Equally ominous, perhaps, is the tone of much state media coverage on the race. Emblematic was the Philadelphia Inquirer's recent front-page article concluding that the Sestak campaign "so far has all the traction of a car with four bald tires traversing an icy mountain road."
But why has Sestak's early promise against the embattled Specter now come a cropper, despite the real and serious vulnerabilities incurred by Specter in a record-breaking sixth run for U.S. Senate? Analysis suggests three compelling reasons why Sestak has been unable to exploit the opportunities once available to him, and why Pennsylvania's longest serving senator will live to fight another day after the dust clears on May 18.
- Organizational Support: Will Rodgers used to joke that he belonged to no organized political party because he was a Democrat. But the Pennsylvania Democratic Party has learned to present a united front when necessary. Just about every important Democrat from Obama to Biden to Casey to Rendell and down the line have jumped on or been pushed onto the Specter express. This is not surprising. A Sestak victory in the primary will be seen as a stunning rebuke for state Democrats. The White House and the state party have considerable credibility at stake.

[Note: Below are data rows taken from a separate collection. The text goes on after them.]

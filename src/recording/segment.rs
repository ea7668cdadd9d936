//! Size- and duration-bounded segment writer.
//!
//! A [`SegmentWriter`] owns at most one open segment file. After every
//! write it checks the segment's budgets (duration first, then size) and,
//! when one is met, finalizes the file. The next file is opened by the next
//! write, so a stream never leaves an empty trailing segment behind.
//!
//! Buffered frames count toward the size budget, so batched and immediate
//! writers rotate at the same frame.

use super::encoder::{EncodeError, EncoderFactory, StreamKind, StreamSpec, VideoEncoder};
use super::naming::PathTemplate;
use crate::capture::Frame;
use crate::config::{BufferMode, ConfigError, RecordingConfig};
use chrono::{DateTime, Local};
use std::path::{Path, PathBuf};
use std::sync::Arc;
use std::time::{Duration, Instant};

/// How many successive indices are tried when a segment path is taken.
const MAX_NAME_ATTEMPTS: u32 = 16;

/// Geometry, rate and budgets of one writer.
#[derive(Debug, Clone, PartialEq)]
pub struct SegmentConfig {
    /// Frame width in pixels.
    pub width: u32,
    /// Frame height in pixels.
    pub height: u32,
    /// Stream frame rate; clamped to at least 1.
    pub fps: u32,
    /// Rotate once a segment spans this long. `None` disables.
    pub max_duration: Option<Duration>,
    /// Rotate once a segment reaches this many bytes. `None` disables.
    pub max_size: Option<u64>,
    /// Encoder hand-off strategy.
    pub buffering: BufferMode,
}

impl SegmentConfig {
    /// Builds a writer configuration from the recording section and the
    /// source geometry.
    pub fn from_recording(recording: &RecordingConfig, width: u32, height: u32, fps: u32) -> Self {
        Self {
            width,
            height,
            fps: fps.max(1),
            max_duration: recording.max_duration(),
            max_size: recording.max_size_bytes,
            buffering: recording.buffering,
        }
    }

    /// Validates geometry and budgets.
    pub fn validate(&self) -> Result<(), ConfigError> {
        if self.width == 0 || self.height == 0 {
            return Err(ConfigError::InvalidDimensions {
                width: self.width,
                height: self.height,
            });
        }
        if self.max_duration == Some(Duration::ZERO) {
            return Err(ConfigError::InvalidRotationBudget("max_duration"));
        }
        if self.max_size == Some(0) {
            return Err(ConfigError::InvalidRotationBudget("max_size"));
        }
        Ok(())
    }

    fn stream_spec(&self) -> StreamSpec {
        StreamSpec {
            width: self.width,
            height: self.height,
            fps: self.fps.max(1),
        }
    }
}

/// Why a segment was closed.
#[derive(Debug, Clone, Copy, PartialEq, Eq)]
pub enum CloseReason {
    /// Duration budget reached.
    Duration,
    /// Size budget reached.
    Size,
    /// Writer closed by its owner.
    Closed,
    /// Writer failed while the segment was open.
    Failed,
}

/// A finished segment.
#[derive(Debug, Clone)]
pub struct SegmentSummary {
    /// File the segment was written to.
    pub path: PathBuf,
    /// Wall-clock time the file was opened.
    pub opened_at: DateTime<Local>,
    /// Frames written into the file.
    pub frames: u64,
    /// Encoded size in bytes.
    pub bytes: u64,
    /// Timeline distance between the first and last frame.
    pub span: Duration,
    /// What ended the segment.
    pub reason: CloseReason,
}

/// Lifecycle of a writer. `Closed` and `Failed` are terminal.
#[derive(Debug, Clone, Copy, PartialEq, Eq)]
pub enum WriterState {
    /// Created; no file opened yet.
    Ready,
    /// A segment file is open.
    Open,
    /// Closed by its owner.
    Closed,
    /// An encoder error stopped the writer.
    Failed,
}

struct OpenSegment {
    path: PathBuf,
    encoder: Box<dyn VideoEncoder>,
    opened_at: DateTime<Local>,
    first_ts: Option<Instant>,
    last_ts: Option<Instant>,
    frames: u64,
    pending: Vec<Frame>,
    /// Encoded size of `pending`.
    pending_bytes: u64,
}

impl OpenSegment {
    fn span(&self) -> Duration {
        match (self.first_ts, self.last_ts) {
            (Some(first), Some(last)) => last.saturating_duration_since(first),
            _ => Duration::ZERO,
        }
    }

    fn flush(&mut self) -> Result<(), EncodeError> {
        for frame in self.pending.drain(..) {
            self.encoder.encode_frame(&frame)?;
        }
        self.pending_bytes = 0;
        Ok(())
    }

    /// Size of the file once buffered frames are encoded.
    fn projected_bytes(&self) -> u64 {
        self.encoder.bytes_written() + self.pending_bytes
    }

    fn finish(mut self, reason: CloseReason) -> Result<SegmentSummary, EncodeError> {
        self.flush()?;
        let span = self.span();
        let bytes = self.encoder.finalize()?;
        Ok(SegmentSummary {
            path: self.path,
            opened_at: self.opened_at,
            frames: self.frames,
            bytes,
            span,
            reason,
        })
    }

    /// Best-effort release after an error; pending frames are discarded.
    fn abandon(self) -> SegmentSummary {
        let span = self.span();
        let bytes = self.encoder.bytes_written();
        if let Err(e) = self.encoder.finalize() {
            tracing::debug!(path = %self.path.display(), error = %e, "Finalize after failure also failed");
        }
        SegmentSummary {
            path: self.path,
            opened_at: self.opened_at,
            frames: self.frames,
            bytes,
            span,
            reason: CloseReason::Failed,
        }
    }
}

/// Writes frames into a sequence of bounded segment files.
///
/// Owned and mutated by a single thread.
pub struct SegmentWriter {
    stream: StreamKind,
    config: SegmentConfig,
    template: PathTemplate,
    factory: Arc<dyn EncoderFactory>,
    state: WriterState,
    current: Option<OpenSegment>,
    index: u32,
    completed: Vec<SegmentSummary>,
    frames_written: u64,
}

impl SegmentWriter {
    /// Creates a writer. No file is opened until [`open`](Self::open) or
    /// the first [`write`](Self::write).
    pub fn new(
        stream: StreamKind,
        config: SegmentConfig,
        template: PathTemplate,
        factory: Arc<dyn EncoderFactory>,
    ) -> Result<Self, ConfigError> {
        config.validate()?;
        Ok(Self {
            stream,
            config: SegmentConfig {
                fps: config.fps.max(1),
                ..config
            },
            template,
            factory,
            state: WriterState::Ready,
            current: None,
            index: 0,
            completed: Vec::new(),
            frames_written: 0,
        })
    }

    /// Opens a segment and returns its path.
    ///
    /// Returns the current path when a segment is already open.
    pub fn open(&mut self) -> Result<PathBuf, EncodeError> {
        match self.state {
            WriterState::Open => {
                if let Some(path) = self.current_path() {
                    return Ok(path.to_path_buf());
                }
                let opened = self.open_segment();
                if let Err(e) = &opened {
                    self.fail(e);
                }
                opened
            }
            WriterState::Closed => Err(EncodeError::Closed),
            WriterState::Failed => Err(EncodeError::Failed),
            WriterState::Ready => match self.open_segment() {
                Ok(path) => {
                    self.state = WriterState::Open;
                    Ok(path)
                }
                Err(e) => {
                    self.fail(&e);
                    Err(e)
                }
            },
        }
    }

    /// Writes a frame, rotating afterwards if a budget was reached.
    pub fn write(&mut self, frame: &Frame) -> Result<(), EncodeError> {
        match self.state {
            WriterState::Ready => {
                self.open()?;
            }
            WriterState::Open => {}
            WriterState::Closed => return Err(EncodeError::Closed),
            WriterState::Failed => return Err(EncodeError::Failed),
        }

        if let Err(e) = self.write_and_rotate(frame) {
            self.fail(&e);
            return Err(e);
        }
        Ok(())
    }

    /// Closes the open segment. Calling it again is a no-op.
    pub fn close(&mut self) -> Result<Option<SegmentSummary>, EncodeError> {
        match self.state {
            WriterState::Closed | WriterState::Failed => Ok(None),
            WriterState::Ready => {
                self.state = WriterState::Closed;
                Ok(None)
            }
            WriterState::Open => {
                let Some(segment) = self.current.take() else {
                    self.state = WriterState::Closed;
                    return Ok(None);
                };
                match segment.finish(CloseReason::Closed) {
                    Ok(summary) => {
                        self.state = WriterState::Closed;
                        tracing::info!(
                            stream = %self.stream,
                            path = %summary.path.display(),
                            frames = summary.frames,
                            bytes = summary.bytes,
                            "Segment closed"
                        );
                        self.completed.push(summary.clone());
                        Ok(Some(summary))
                    }
                    Err(e) => {
                        self.state = WriterState::Failed;
                        tracing::error!(stream = %self.stream, error = %e, "Failed to close segment");
                        Err(e)
                    }
                }
            }
        }
    }

    fn write_and_rotate(&mut self, frame: &Frame) -> Result<(), EncodeError> {
        let batch = self.config.fps as usize;
        if self.current.is_none() {
            self.open_segment()?;
        }
        let segment = self.current.as_mut().ok_or(EncodeError::Closed)?;

        let ts = frame.timestamp();
        segment.first_ts.get_or_insert(ts);
        segment.last_ts = Some(ts);
        segment.frames += 1;
        self.frames_written += 1;

        match self.config.buffering {
            BufferMode::Immediate => segment.encoder.encode_frame(frame)?,
            BufferMode::Batched => {
                segment.pending.push(frame.clone());
                if segment.pending.len() >= batch {
                    segment.flush()?;
                } else {
                    segment.pending_bytes = segment.encoder.encoded_len(&segment.pending);
                }
            }
        }

        if let Some(reason) = self.rotation_due() {
            self.rotate(reason)?;
        }
        Ok(())
    }

    fn rotation_due(&self) -> Option<CloseReason> {
        let segment = self.current.as_ref()?;

        if let Some(max) = self.config.max_duration {
            if segment.span() >= max {
                return Some(CloseReason::Duration);
            }
        }
        if let Some(max) = self.config.max_size {
            if segment.projected_bytes() >= max {
                return Some(CloseReason::Size);
            }
        }
        None
    }

    fn rotate(&mut self, reason: CloseReason) -> Result<(), EncodeError> {
        let Some(segment) = self.current.take() else {
            return Ok(());
        };
        let summary = segment.finish(reason)?;
        tracing::info!(
            stream = %self.stream,
            path = %summary.path.display(),
            frames = summary.frames,
            bytes = summary.bytes,
            span_ms = summary.span.as_millis() as u64,
            reason = ?reason,
            "Segment rotated"
        );
        self.completed.push(summary);
        self.index += 1;
        Ok(())
    }

    fn open_segment(&mut self) -> Result<PathBuf, EncodeError> {
        let dir = self.template.dir().to_path_buf();
        std::fs::create_dir_all(&dir).map_err(|source| EncodeError::Create {
            path: dir.clone(),
            source,
        })?;

        let spec = self.config.stream_spec();
        let mut attempts = 0;
        loop {
            let path = self.template.path(self.index);
            match self.factory.create(&path, &spec) {
                Ok(encoder) => {
                    tracing::info!(
                        stream = %self.stream,
                        path = %path.display(),
                        index = self.index,
                        "Segment opened"
                    );
                    self.current = Some(OpenSegment {
                        path: path.clone(),
                        encoder,
                        opened_at: Local::now(),
                        first_ts: None,
                        last_ts: None,
                        frames: 0,
                        pending: Vec::new(),
                        pending_bytes: 0,
                    });
                    return Ok(path);
                }
                Err(EncodeError::AlreadyExists(taken)) if attempts + 1 < MAX_NAME_ATTEMPTS => {
                    tracing::debug!(path = %taken.display(), "Segment path taken; trying next index");
                    attempts += 1;
                    self.index += 1;
                }
                Err(e) => return Err(e),
            }
        }
    }

    fn fail(&mut self, error: &EncodeError) {
        self.state = WriterState::Failed;
        tracing::error!(stream = %self.stream, error = %error, "Segment writer failed");
        if let Some(segment) = self.current.take() {
            self.completed.push(segment.abandon());
        }
    }

    /// Stream this writer records.
    pub fn stream(&self) -> StreamKind {
        self.stream
    }

    /// Current lifecycle state.
    pub fn state(&self) -> WriterState {
        self.state
    }

    /// Path of the open segment, if any.
    pub fn current_path(&self) -> Option<&Path> {
        self.current.as_ref().map(|s| s.path.as_path())
    }

    /// Index of the open (or next) segment.
    pub fn segment_index(&self) -> u32 {
        self.index
    }

    /// Bytes handed to the current segment's encoder, excluding frames
    /// still buffered.
    pub fn current_bytes(&self) -> u64 {
        self.current
            .as_ref()
            .map_or(0, |s| s.encoder.bytes_written())
    }

    /// Frames accepted over the writer's lifetime.
    pub fn frames_written(&self) -> u64 {
        self.frames_written
    }

    /// Segments finished so far, oldest first.
    pub fn completed_segments(&self) -> &[SegmentSummary] {
        &self.completed
    }

    /// Moves the finished-segment summaries out of the writer.
    pub fn take_completed(&mut self) -> Vec<SegmentSummary> {
        std::mem::take(&mut self.completed)
    }
}

impl Drop for SegmentWriter {
    fn drop(&mut self) {
        if self.state == WriterState::Open {
            if let Err(e) = self.close() {
                tracing::warn!(stream = %self.stream, error = %e, "Segment close on drop failed");
            }
        }
    }
}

- Specter's Political Alchemy: Clark Kent used to jump into a convenient phone booth to don his Superman cloak. Specter this year has reprised the trick politically by changing into a true-blue, 100%-pure Democrat faster than a speeding bullet. For 28 years Specter was an uncertain part-time Republican; now in a single election year he has become an unambiguous full-time Democrat. In doing so he has effectively undercut Sestak's charges that he is not a real Democrat. In fact Specter has become the ultimate loyal Democrat, vigorously supporting his new party and its new president's agenda some 95 percent of the time. Specter has become more of an Obama Democrat than Obama himself, even recanting a few of his past Republican heresies-such as his recent suggestion that supporting John Roberts to the Supreme Court was a mistake.
- Sestak's Strategy: Sestak's plan to beat Specter in the final days of the race is essentially based on winning undecided voters with a shock-and-awe campaign while undercutting Specter's support. His campaign plans to accomplish this by holding their fire for a final push, flooding the airwaves with anti-Specter themes, and leaving Specter little time to react effectively. It's a strategy that might work in a crowded field of candidates or against a candidate not well known, not well financed, or just inexperienced. Specter, however, is none of these. In almost thirty years in office he has seen it all, confronted it all, and lived through it all. And he will live through the Sestak challenge.

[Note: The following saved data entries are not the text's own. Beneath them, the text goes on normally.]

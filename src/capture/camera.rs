//! Live camera capture through `nokhwa`.
//!
//! `nokhwa` camera handles are not `Send`, so the device is opened and
//! read on its own `camera` thread. Decoded RGB frames are forwarded over a
//! small channel to whichever thread owns the [`CameraSource`].

use super::{Frame, FrameSource, PixelFormat, SourceError};
use crossbeam::channel::{self, Receiver, Sender};
use nokhwa::pixel_format::RgbFormat;
use nokhwa::utils::{CameraIndex, RequestedFormat, RequestedFormatType};
use nokhwa::Camera;
use std::sync::atomic::{AtomicBool, Ordering};
use std::sync::Arc;
use std::thread;

/// Frames buffered between the camera thread and the reader.
const CHANNEL_DEPTH: usize = 2;

struct StreamInfo {
    width: u32,
    height: u32,
    fps: u32,
}

/// A camera device opened by index.
pub struct CameraSource {
    index: u32,
    width: u32,
    height: u32,
    fps: u32,
    frames: Option<Receiver<Result<Frame, String>>>,
    stop: Arc<AtomicBool>,
}

impl CameraSource {
    /// Opens device `index` at its highest frame rate.
    ///
    /// Blocks until the device has started streaming or failed to.
    pub fn open(index: u32) -> Result<Self, SourceError> {
        let (ready_tx, ready_rx) = channel::bounded(1);
        let (frame_tx, frame_rx) = channel::bounded(CHANNEL_DEPTH);
        let stop = Arc::new(AtomicBool::new(false));

        let thread_stop = Arc::clone(&stop);
        thread::Builder::new()
            .name("camera".into())
            .spawn(move || stream(index, ready_tx, frame_tx, thread_stop))?;

        let info = ready_rx
            .recv()
            .map_err(|_| "camera thread exited during startup".to_string())
            .and_then(|ready| ready)
            .map_err(|reason| SourceError::OpenFailed {
                identifier: index.to_string(),
                reason,
            })?;

        tracing::info!(
            index,
            width = info.width,
            height = info.height,
            fps = info.fps,
            "Camera stream opened"
        );

        Ok(Self {
            index,
            width: info.width,
            height: info.height,
            fps: info.fps,
            frames: Some(frame_rx),
            stop,
        })
    }
}

fn open_camera(index: u32) -> Result<(Camera, StreamInfo), String> {
    let requested =
        RequestedFormat::new::<RgbFormat>(RequestedFormatType::AbsoluteHighestFrameRate);
    let mut camera =
        Camera::new(CameraIndex::Index(index), requested).map_err(|e| e.to_string())?;
    camera.open_stream().map_err(|e| e.to_string())?;

    let resolution = camera.resolution();
    let info = StreamInfo {
        width: resolution.width(),
        height: resolution.height(),
        fps: camera.frame_rate(),
    };
    Ok((camera, info))
}

/// Body of the `camera` thread.
fn stream(
    index: u32,
    ready: Sender<Result<StreamInfo, String>>,
    frames: Sender<Result<Frame, String>>,
    stop: Arc<AtomicBool>,
) {
    let (mut camera, info) = match open_camera(index) {
        Ok(opened) => opened,
        Err(reason) => {
            let _ = ready.send(Err(reason));
            return;
        }
    };
    let (width, height) = (info.width, info.height);
    if ready.send(Ok(info)).is_err() {
        return;
    }

    let mut sequence = 0u64;
    while !stop.load(Ordering::Acquire) {
        let decoded = camera
            .frame()
            .and_then(|buffer| buffer.decode_image::<RgbFormat>())
            .map_err(|e| e.to_string());

        let item = decoded.and_then(|image| {
            if image.width() != width || image.height() != height {
                return Err(format!(
                    "camera switched to {}x{} mid-stream",
                    image.width(),
                    image.height()
                ));
            }
            Ok(Frame::new(
                image.into_raw(),
                width,
                height,
                PixelFormat::Rgb8,
                sequence,
            ))
        });
        let failed = item.is_err();
        if frames.send(item).is_err() || failed {
            break;
        }
        sequence += 1;
    }

    if let Err(e) = camera.stop_stream() {
        tracing::warn!(index, error = %e, "Failed to stop camera stream");
    }
    tracing::debug!(index, "Camera thread exiting");
}

impl FrameSource for CameraSource {
    fn read_frame(&mut self) -> Result<Option<Frame>, SourceError> {
        let frames = self.frames.as_ref().ok_or(SourceError::NotOpen)?;
        match frames.recv() {
            Ok(Ok(frame)) => Ok(Some(frame)),
            Ok(Err(reason)) => Err(SourceError::ReadFailed(reason)),
            Err(_) => Err(SourceError::ReadFailed(format!(
                "camera {} thread stopped",
                self.index
            ))),
        }
    }

    fn width(&self) -> u32 {
        self.width
    }

    fn height(&self) -> u32 {
        self.height
    }

    fn nominal_fps(&self) -> u32 {
        self.fps
    }

    fn close(&mut self) {
        self.stop.store(true, Ordering::Release);
        if self.frames.take().is_some() {
            tracing::debug!(index = self.index, "Camera source closed");
        }
    }
}

impl Drop for CameraSource {
    fn drop(&mut self) {
        self.close();
    }
}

To live to fight another day, however, is not to live forever. A Specter primary victory would be his first win as a Democrat. It could also be his last. Specter's political life expectancy beyond May looks dicey. His race with Sestak is going to get closer-maybe much closer. Sestak has some $5 million to spend and no rainy day to save it for. Sestak may lose, but in the process he is going to rough up a candidate already roughly treated.

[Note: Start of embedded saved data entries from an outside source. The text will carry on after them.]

//! Background-subtraction motion detection.
//!
//! Each frame is reduced to luminance and compared against an adaptive
//! background model:
//!
//! ```text
//! luma → |luma - background| → threshold → dilate → components → filter
//!                                                         ↓
//!                                                 background update
//! ```
//!
//! A connected region counts as motion only when its bounding box is both
//! wide enough and large enough; this suppresses sensor noise and flicker.
//! Detection never fails the pipeline: a frame that cannot be analysed is
//! logged and treated as motionless.

mod background;
mod regions;

pub use background::{to_luma, BackgroundModel};
pub use regions::{binarize, components, dilate, BoundingBox};

use crate::capture::Frame;
use crate::config::{ConfigError, DetectionConfig};
use thiserror::Error;

/// Per-frame analysis failures. Always recoverable.
#[derive(Debug, Clone, PartialEq, Eq, Error)]
pub enum DetectionError {
    #[error("pixel buffer holds {actual} bytes, expected {expected}")]
    BufferSize { expected: usize, actual: usize },
    #[error("frame has zero area")]
    EmptyFrame,
}

/// Outcome of analysing one frame.
#[derive(Debug, Clone, Default, PartialEq, Eq)]
pub struct Detection {
    /// True when at least one region qualified.
    pub motion: bool,
    /// Qualifying regions, for visualisation.
    pub regions: Vec<BoundingBox>,
}

impl Detection {
    /// A motionless result.
    pub fn none() -> Self {
        Self::default()
    }
}

/// Detects motion against a running background model.
///
/// Owned and driven by a single thread; the background model is never
/// shared.
pub struct MotionDetector {
    config: DetectionConfig,
    background: BackgroundModel,
    frames_analyzed: u64,
    error_count: u64,
}

impl MotionDetector {
    /// Creates a detector after validating its tuning.
    pub fn new(config: DetectionConfig) -> Result<Self, ConfigError> {
        config.validate()?;
        Ok(Self {
            config,
            background: BackgroundModel::new(),
            frames_analyzed: 0,
            error_count: 0,
        })
    }

    /// Analyses a frame, treating any failure as "no motion".
    pub fn detect(&mut self, frame: &Frame) -> Detection {
        match self.try_detect(frame) {
            Ok(detection) => detection,
            Err(e) => {
                self.error_count += 1;
                tracing::warn!(
                    sequence = frame.sequence(),
                    error = %e,
                    "Motion detection failed; treating frame as motionless"
                );
                Detection::none()
            }
        }
    }

    /// Analyses a frame, surfacing failures.
    ///
    /// The first frame (and the first frame after a resolution change)
    /// seeds the background and never reports motion.
    pub fn try_detect(&mut self, frame: &Frame) -> Result<Detection, DetectionError> {
        let (width, height) = (frame.width(), frame.height());
        if width == 0 || height == 0 {
            return Err(DetectionError::EmptyFrame);
        }

        let luma = to_luma(frame)?;
        self.frames_analyzed += 1;

        if !self.background.matches(width, height) {
            if self.background.is_seeded() {
                tracing::info!(width, height, "Frame size changed; reseeding background");
            }
            self.background.seed(&luma, width, height);
            return Ok(Detection::none());
        }

        let (w, h) = (width as usize, height as usize);
        let diff = self.background.difference(&luma);
        let mask = binarize(&diff, self.config.threshold);
        let mask = dilate(&mask, w, h, self.config.dilate_iterations);

        let regions: Vec<BoundingBox> = components(&mask, w, h)
            .into_iter()
            .filter(|b| self.qualifies(b))
            .collect();

        self.background.update(&luma, self.config.background_weight);

        if !regions.is_empty() {
            tracing::trace!(
                sequence = frame.sequence(),
                regions = regions.len(),
                "Motion regions detected"
            );
        }

        Ok(Detection {
            motion: !regions.is_empty(),
            regions,
        })
    }

    fn qualifies(&self, region: &BoundingBox) -> bool {
        region.width >= self.config.min_box_width
            && region.area() >= u64::from(self.config.min_box_area)
    }

    /// Returns the background model.
    pub fn background(&self) -> &BackgroundModel {
        &self.background
    }

    /// Frames successfully converted and analysed.
    pub fn frames_analyzed(&self) -> u64 {
        self.frames_analyzed
    }

    /// Frames that failed analysis.
    pub fn error_count(&self) -> u64 {
        self.error_count
    }

    /// Forgets the background; the next frame reseeds it.
    pub fn reset(&mut self) {
        self.background.reset();
    }
}

#[cfg(test)]
mod tests {
    use super::*;
    use crate::capture::PixelFormat;

    const W: u32 = 160;
    const H: u32 = 120;

    fn flat(value: u8, seq: u64) -> Frame {
        Frame::gray(vec![value; (W * H) as usize], W, H, seq)
    }

    fn with_block(base: u8, value: u8, x0: u32, y0: u32, size: u32, seq: u64) -> Frame {
        let mut pixels = vec![base; (W * H) as usize];
        for y in y0..y0 + size {
            for x in x0..x0 + size {
                pixels[(y * W + x) as usize] = value;
            }
        }
        Frame::gray(pixels, W, H, seq)
    }

    fn detector() -> MotionDetector {
        MotionDetector::new(DetectionConfig::default()).unwrap()
    }

    #[test]
    fn test_first_frame_seeds_without_motion() {
        let mut detector = detector();
        let result = detector.detect(&with_block(50, 250, 10, 10, 40, 0));

        assert!(!result.motion);
        assert!(detector.background().is_seeded());
    }

    #[test]
    fn test_sudden_block_is_motion() {
        let mut detector = detector();

        for seq in 0..10 {
            assert!(!detector.detect(&flat(50, seq)).motion, "frame {seq}");
        }

        let result = detector.detect(&with_block(50, 200, 60, 40, 40, 10));
        assert!(result.motion);
        assert_eq!(result.regions.len(), 1);

        let region = result.regions[0];
        // Two dilation passes grow the block by two pixels per side
        assert_eq!((region.x, region.y), (58, 38));
        assert_eq!((region.width, region.height), (44, 44));
    }

    #[test]
    fn test_small_flicker_is_ignored() {
        let mut detector = detector();
        detector.detect(&flat(50, 0));

        // 8x8 blob: dilated to 12x12, narrower than 30px
        let result = detector.detect(&with_block(50, 200, 20, 20, 8, 1));
        assert!(!result.motion);
        assert!(result.regions.is_empty());
    }

    #[test]
    fn test_wide_but_thin_region_fails_area() {
        let mut detector = MotionDetector::new(DetectionConfig {
            dilate_iterations: 0,
            ..Default::default()
        })
        .unwrap();
        detector.detect(&flat(50, 0));

        let mut pixels = vec![50u8; (W * H) as usize];
        for x in 10..110 {
            pixels[(60 * W + x) as usize] = 200;
        }
        let result = detector.detect(&Frame::gray(pixels, W, H, 1));
        assert!(!result.motion); // 100x1 box: area 100 < 1000
    }

    #[test]
    fn test_below_threshold_change_ignored() {
        let mut at_threshold = detector();
        at_threshold.detect(&flat(50, 0));
        assert!(!at_threshold.detect(&flat(60, 1)).motion);

        let mut above_threshold = detector();
        above_threshold.detect(&flat(50, 0));
        assert!(above_threshold.detect(&flat(61, 1)).motion);
    }

    #[test]
    fn test_bad_frame_is_not_fatal() {
        let mut detector = detector();
        detector.detect(&flat(50, 0));

        let broken = Frame::new(vec![0u8; 10], W, H, PixelFormat::Rgb8, 1);
        let result = detector.detect(&broken);

        assert!(!result.motion);
        assert_eq!(detector.error_count(), 1);
        assert!(matches!(
            detector.try_detect(&broken),
            Err(DetectionError::BufferSize { .. })
        ));

        // The model is untouched and detection continues
        assert!(!detector.detect(&flat(50, 2)).motion);
    }

    #[test]
    fn test_resolution_change_reseeds() {
        let mut detector = detector();
        detector.detect(&flat(50, 0));

        let small = Frame::gray(vec![200u8; 64 * 48], 64, 48, 1);
        assert!(!detector.detect(&small).motion);
        assert!(detector.background().matches(64, 48));
    }

    #[test]
    fn test_background_absorbs_static_change() {
        let mut detector = detector();
        detector.detect(&flat(50, 0));

        let changed = with_block(50, 200, 60, 40, 40, 1);
        assert!(detector.detect(&changed).motion);

        // A block that stays put fades into the background
        let mut still_moving = true;
        for seq in 2..12 {
            still_moving = detector.detect(&with_block(50, 200, 60, 40, 40, seq)).motion;
        }
        assert!(!still_moving);
    }

    #[test]
    fn test_invalid_weight_rejected() {
        let result = MotionDetector::new(DetectionConfig {
            background_weight: 0.0,
            ..Default::default()
        });
        assert!(matches!(result, Err(ConfigError::InvalidBackgroundWeight(_))));
    }
}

None of this is promising for Specter in November. And he will need all the help he can muster. Running against the formidable presumptive GOP nominee Pat Toomey in a year inauspicious for Democrats, Specter may be facing the toughest race of his political life. The Sestak challenge has wounded Specter in the general election race, forcing him leftward in support of an unpopular president's unpopular agenda. In the end, Specter, in winning the primary battle, may lose the general election war, becoming another causality of the widening polarization engulfing American politics.